### Exercise details
Copy out each line of the data that holds the word "other".

### The records
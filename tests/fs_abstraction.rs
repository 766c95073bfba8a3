// tests/fs_abstraction.rs

use std::path::PathBuf;

use buildwatch::fs::mock::MockFileSystem;
use buildwatch::fs::{clean_outputs, collect_files, FileSystem};

#[test]
fn collect_files_walks_recursively_and_sorts() {
    let fs = MockFileSystem::new();
    fs.add_file("/p/src/app/util.cljs", "");
    fs.add_file("/p/src/app/core.cljs", "");
    fs.add_file("/p/src/app/nested/deep.cljc", "");
    fs.add_file("/p/src/app/style.js", "");

    let files = collect_files(&fs, &PathBuf::from("/p/src"), |p| {
        p.extension().is_some_and(|e| e == "cljs" || e == "cljc")
    })
    .unwrap();

    assert_eq!(
        files,
        vec![
            PathBuf::from("/p/src/app/core.cljs"),
            PathBuf::from("/p/src/app/nested/deep.cljc"),
            PathBuf::from("/p/src/app/util.cljs"),
        ]
    );
}

#[test]
fn collect_files_accepts_a_single_file_root() {
    let fs = MockFileSystem::new();
    fs.add_file("/p/main.cljs", "");
    let files = collect_files(&fs, &PathBuf::from("/p/main.cljs"), |_| true).unwrap();
    assert_eq!(files, vec![PathBuf::from("/p/main.cljs")]);
}

#[test]
fn clean_outputs_keeps_the_output_directory() {
    let fs = MockFileSystem::new();
    fs.add_file("/p/target/public/out/dev-main.js", "main");
    fs.add_file("/p/target/public/out/dev/a.js", "a");
    fs.add_file("/p/target/public/out/dev/goog/base.js", "b");
    fs.add_file("/p/target/public/out/other/keep.js", "k");

    let removed = clean_outputs(
        &fs,
        &PathBuf::from("/p/target/public/out/dev-main.js"),
        &PathBuf::from("/p/target/public/out/dev"),
    )
    .unwrap();

    assert_eq!(removed, 3);
    assert!(fs.is_dir(&PathBuf::from("/p/target/public/out/dev")));
    assert!(fs.read_dir(&PathBuf::from("/p/target/public/out/dev")).unwrap().is_empty());
    assert!(!fs.exists(&PathBuf::from("/p/target/public/out/dev-main.js")));
    assert!(fs.is_file(&PathBuf::from("/p/target/public/out/other/keep.js")));
}

#[test]
fn clean_outputs_on_missing_paths_removes_nothing() {
    let fs = MockFileSystem::new();
    let removed = clean_outputs(
        &fs,
        &PathBuf::from("/p/none.js"),
        &PathBuf::from("/p/none"),
    )
    .unwrap();
    assert_eq!(removed, 0);
}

### Response to this exercise
    fs.add_file("/p/target/public/out/other/keep.js", "k");
    assert!(fs.is_file(&PathBuf::from("/p/target/public/out/other/keep.js")));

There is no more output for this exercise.